Joseph M. Statz
Rafael J. Sierra
Choosing a cemented stem over an uncemented stem is largely surgeon preference in the majority of patients.
There are 2 main different design principles by which cemented stems work. Both design principles are based on obtaining fixation at the cement-bone interface through cement interdigitation with cancellous bone. However, fixation at the cement-stem interface differs.
The composite beam concept utilizes a stem with a roughened or textured surface that allows cement interdigitation with the stem, creating a solid beam composed of bone, cement, and stem.
The taper-slip concept utilizes a highly polished, tapered stem with a smooth surface that allows fixation without cement interdigitation but obtains axial stability with its tapered shape and rotational stability with its cross-sectional shape.

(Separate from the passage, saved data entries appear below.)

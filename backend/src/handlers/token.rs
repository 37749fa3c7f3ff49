use axum::{extract::State, http::{HeaderMap, StatusCode}, response::Json};
use serde::{Deserialize, Serialize};

use super::{api_error, require_internal, ApiError, AppState};

#[derive(Debug, Deserialize)]
#[serde(rename_all = "camelCase")]
pub struct IssueTokenRequest {
    pub fid: u64,
    pub address: String,
    pub username: Option<String>,
    pub client_fid: Option<u64>,
}

#[derive(Debug, Serialize)]
pub struct IssueTokenResponse {
    pub token: String,
}

/// Called by the identity verifier once it has proven the FID controls the address.
pub async fn issue_token(
    State(state): State<AppState>,
    headers: HeaderMap,
    Json(req): Json<IssueTokenRequest>,
) -> Result<Json<IssueTokenResponse>, ApiError> {
    require_internal(&headers, &state)?;

    if req.address.parse::<alloy::primitives::Address>().is_err() {
        return Err(api_error(StatusCode::BAD_REQUEST, "Invalid wallet address format"));
    }

    let token = state
        .tokens
        .issue(req.fid, &req.address, req.username, req.client_fid)
        .await
        .map_err(|e| {
            tracing::error!("Failed to issue token for fid {}: {}", req.fid, e);
            api_error(StatusCode::INTERNAL_SERVER_ERROR, "Failed to issue token")
        })?;

    Ok(Json(IssueTokenResponse { token }))
}
use async_trait::async_trait;
use redis::aio::ConnectionManager;

use super::LockStore;
use crate::error::StoreError;

/// Redis-backed store. `ConnectionManager` reconnects on its own and is
/// cheap to clone per command.
#[derive(Clone)]
pub struct RedisLockStore {
    conn: ConnectionManager,
}

impl RedisLockStore {
    pub async fn connect(redis_url: &str) -> Result<Self, StoreError> {
        let client = redis::Client::open(redis_url)?;
        let conn = ConnectionManager::new(client).await?;
        tracing::info!("Connected to Redis lock store");
        Ok(Self { conn })
    }
}

#[async_trait]
impl LockStore for RedisLockStore {
    async fn set_if_absent(&self, key: &str, value: &str, ttl_secs: u64) -> Result<bool, StoreError> {
        let mut conn = self.conn.clone();
        // SET NX replies OK on success and nil when the key already exists
        let reply: Option<String> = redis::cmd("SET")
            .arg(key)
            .arg(value)
            .arg("NX")
            .arg("EX")
            .arg(ttl_secs)
            .query_async(&mut conn)
            .await?;
        Ok(reply.is_some())
    }

    async fn set(&self, key: &str, value: &str, ttl_secs: Option<u64>) -> Result<(), StoreError> {
        let mut conn = self.conn.clone();
        let mut cmd = redis::cmd("SET");
        cmd.arg(key).arg(value);
        if let Some(ttl) = ttl_secs {
            cmd.arg("EX").arg(ttl);
        }
        let _: () = cmd.query_async(&mut conn).await?;
        Ok(())
    }

    async fn get(&self, key: &str) -> Result<Option<String>, StoreError> {
        let mut conn = self.conn.clone();
        let value: Option<String> = redis::cmd("GET").arg(key).query_async(&mut conn).await?;
        Ok(value)
    }

    async fn delete(&self, key: &str) -> Result<bool, StoreError> {
        let mut conn = self.conn.clone();
        let removed: i64 = redis::cmd("DEL").arg(key).query_async(&mut conn).await?;
        Ok(removed > 0)
    }

    async fn keys_with_prefix(&self, prefix: &str) -> Result<Vec<String>, StoreError> {
        let mut conn = self.conn.clone();
        let pattern = prefix_pattern(prefix);
        let mut keys = Vec::new();
        let mut cursor: u64 = 0;

        // Incremental SCAN so listing never blocks lock traffic
        loop {
            let (next, batch): (u64, Vec<String>) = redis::cmd("SCAN")
                .arg(cursor)
                .arg("MATCH")
                .arg(&pattern)
                .arg("COUNT")
                .arg(SCAN_BATCH_SIZE)
                .query_async(&mut conn)
                .await?;
            keys.extend(batch);
            if next == 0 {
                break;
            }
            cursor = next;
        }

        // SCAN may return a key more than once
        keys.sort();
        keys.dedup();
        Ok(keys)
    }
}

const SCAN_BATCH_SIZE: usize = 100;

/// Glob pattern matching keys that start with `prefix` literally.
fn prefix_pattern(prefix: &str) -> String {
    let mut pattern = String::with_capacity(prefix.len() + 1);
    for c in prefix.chars() {
        if matches!(c, '*' | '?' | '[' | ']' | '\\') {
            pattern.push('\\');
        }
        pattern.push(c);
    }
    pattern.push('*');
    pattern
}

Advantages of cemented stems:
Survivorship: Excellent long-term survivorship in clinical series and registries
Versatility: Can be used in any case
Decreased perioperative fracture risk
Fixation with antibiotic cement may decrease infection rates
Polished stems may be easily removed from cement mantle, simplifying some revisions
Forgiving technique: Basic principles should be followed regardless of stem type; the goal is to implant the stem in appropriate alignment with a solid 2-mm cement mantle surrounding the entire stem
Disadvantages of cemented stems:
Increased operating room time compared with uncemented stem
Cement in the femoral canal can be difficult to remove at revision
“Cement implantation syndrome” caused by the pressurization of the femoral canal and fat emboli
Sterile Instruments and Implants
Routine hip retractors
Pulse lavage irrigator with femoral stem attachment
Vacuum cement mixer
Cement gun with long nozzle and pressurizing attachment
Cemented femoral component (with instrumentation)
Positioning depends on surgeon preference for primary total hip; the author utilizes a posterolateral approach for primary and revision total hip arthroplasty (THA).

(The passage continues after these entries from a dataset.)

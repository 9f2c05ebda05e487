use clap::Parser;
use filetidy::cli::{Cli, run_cli};
use filetidy::output::OutputFormatter;
use std::process::ExitCode;

fn main() -> ExitCode {
    let cli = Cli::parse();
    init_logging(cli.verbose);

    match run_cli(&cli) {
        Ok(_) => ExitCode::SUCCESS,
        Err(e) => {
            OutputFormatter::error(&format!("Error: {}", e));
            ExitCode::FAILURE
        }
    }
}

/// `RUST_LOG` wins; otherwise `-v` picks the level.
fn init_logging(verbose: u8) {
    let default_level = match verbose {
        0 => "warn",
        1 => "info",
        _ => "debug",
    };
    env_logger::Builder::from_env(env_logger::Env::default().default_filter_or(default_level))
        .format_timestamp(None)
        .init();
}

Cemented components can be inserted through any THA approach, although this is more difficult through a direct anterior approach. Please refer to Chapters 2, 3, 4, 5.

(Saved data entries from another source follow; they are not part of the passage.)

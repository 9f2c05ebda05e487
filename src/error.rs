//! Error types shared by the scan, resolve and execute stages.
//!
//! A [`FatalError`] stops a run before any action is applied. An [`ItemError`]
//! belongs to a single file and is recorded on that file's outcome.

use crate::config::ConfigError;
use std::io;
use std::path::PathBuf;
use thiserror::Error;

/// Conditions that abort a run before any filesystem action happens.
#[derive(Debug, Error)]
pub enum FatalError {
    /// The folder to organize or deduplicate does not exist.
    #[error("root folder {} does not exist", .path.display())]
    RootMissing { path: PathBuf },

    /// The root path exists but is not a directory.
    #[error("root path {} is not a directory", .path.display())]
    RootNotDirectory { path: PathBuf },

    /// The root folder could not be listed.
    #[error("cannot read root folder {}: {source}", .path.display())]
    RootUnreadable {
        path: PathBuf,
        #[source]
        source: io::Error,
    },

    /// The configuration could not be loaded or compiled.
    #[error(transparent)]
    Config(#[from] ConfigError),
}

/// A failure confined to one file. Recorded, never propagated past the executor.
#[derive(Debug, Error)]
pub enum ItemError {
    #[error("cannot read {} for hashing: {source}", .path.display())]
    Hash {
        path: PathBuf,
        #[source]
        source: io::Error,
    },

    #[error("source {} no longer exists", .path.display())]
    MissingSource { path: PathBuf },

    #[error("keeper {} no longer exists, refusing to touch its duplicate", .path.display())]
    MissingKeeper { path: PathBuf },

    #[error("failed to create directory {}: {source}", .path.display())]
    CreateDir {
        path: PathBuf,
        #[source]
        source: io::Error,
    },

    #[error("failed to move {} to {}: {source}", .from.display(), .to.display())]
    Move {
        from: PathBuf,
        to: PathBuf,
        #[source]
        source: io::Error,
    },

    #[error("failed to copy {} to {}: {source}", .from.display(), .to.display())]
    Copy {
        from: PathBuf,
        to: PathBuf,
        #[source]
        source: io::Error,
    },

    #[error("failed to delete {}: {source}", .path.display())]
    Delete {
        path: PathBuf,
        #[source]
        source: io::Error,
    },

    #[error("{} has no file name component", .path.display())]
    NoFileName { path: PathBuf },
}

impl ItemError {
    /// Short machine-readable label used in JSON reports.
    pub fn kind(&self) -> &'static str {
        match self {
            ItemError::Hash { .. } => "hash",
            ItemError::MissingSource { .. } => "missing_source",
            ItemError::MissingKeeper { .. } => "missing_keeper",
            ItemError::CreateDir { .. } => "create_dir",
            ItemError::Move { .. } => "move",
            ItemError::Copy { .. } => "copy",
            ItemError::Delete { .. } => "delete",
            ItemError::NoFileName { .. } => "no_file_name",
        }
    }
}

Template femoral component size. For cemented stems, 2 mm of cement mantle surrounding the implant is preferred, but certain cement philosophies (“French paradox”) have shown good results with less than that.
Template and clinically examine preoperative leg length discrepancy.
Choose and template an appropriate acetabular component.
Bone, Implant, and Soft Tissue Techniques
Perform the desired approach to the hip joint.
The technique described here is for the preparation and placement of a taper-slip design but can be used as a guide for placement of all cemented stems.
Perform the femoral neck osteotomy using templated preoperative plan as a guide. For a polished tapered designing a precise neck cut is less important; however, too short of a neck cut should be avoided.
Prepare and implant an appropriately sized and positioned acetabular component. This can also be done before or after femoral preparation (per surgeon preference).
Establish a femoral entry point (surgeon preference is the use of a round 6.5-mm burr), usually over the posterolateral aspect of the neck (Figure 11.1).
An AO canal finder is used as a starter to find the trajectory of the femoral canal (Figure 11.2).
Subsequent hand reaming is performed orienting the femoral stem away from varus and flexion in line with the center of the femoral canal (Figure 11.3).
Hand ream to open the canal and lateralize the starting point as needed. This helps avoid varus stem alignment, which is associated with a higher rate of loosening.
Broach the canal to the templated size, making sure to leave sufficient circumferential cancellous bone (at least 2 mm) around the canal for cement interdigitation (Figure 11.4). Work broaches against the lateral bone to avoid varus alignment. The final broach should be in line with the native femur with
respect to varus/valgus and flexion/extension with about 15° to 20° of anteversion, but optimal alignment will also depend on the patient’s native femoral version and hip stability achieved at the time of trialing the hip. The final broach should be sized to be against strong cancellous bone, which is typically near the cortex, but not so large as to have removed all the cancellous bone and be directly against the cortical bone.
Figure 11.1 ▪ A starting point for femoral stem entry can be established with a burr or box osteotome. This should generally be in the posterolateral quadrant of the cut surface of the femoral neck.
Figure 11.2 ▪ An AO starter reamer is used to palpate the canal and establish a trajectory straight down the femoral canal for subsequent reaming and broaching.
Place a cement restrictor down the canal. The depth of insertion can be determined by comparison with the real stem and marking the cement restrictor inserter with a marking pen at the level of the calcar. The cement restrictor should be placed about 1 cm distal to the tip of the stem (Figure 11.5).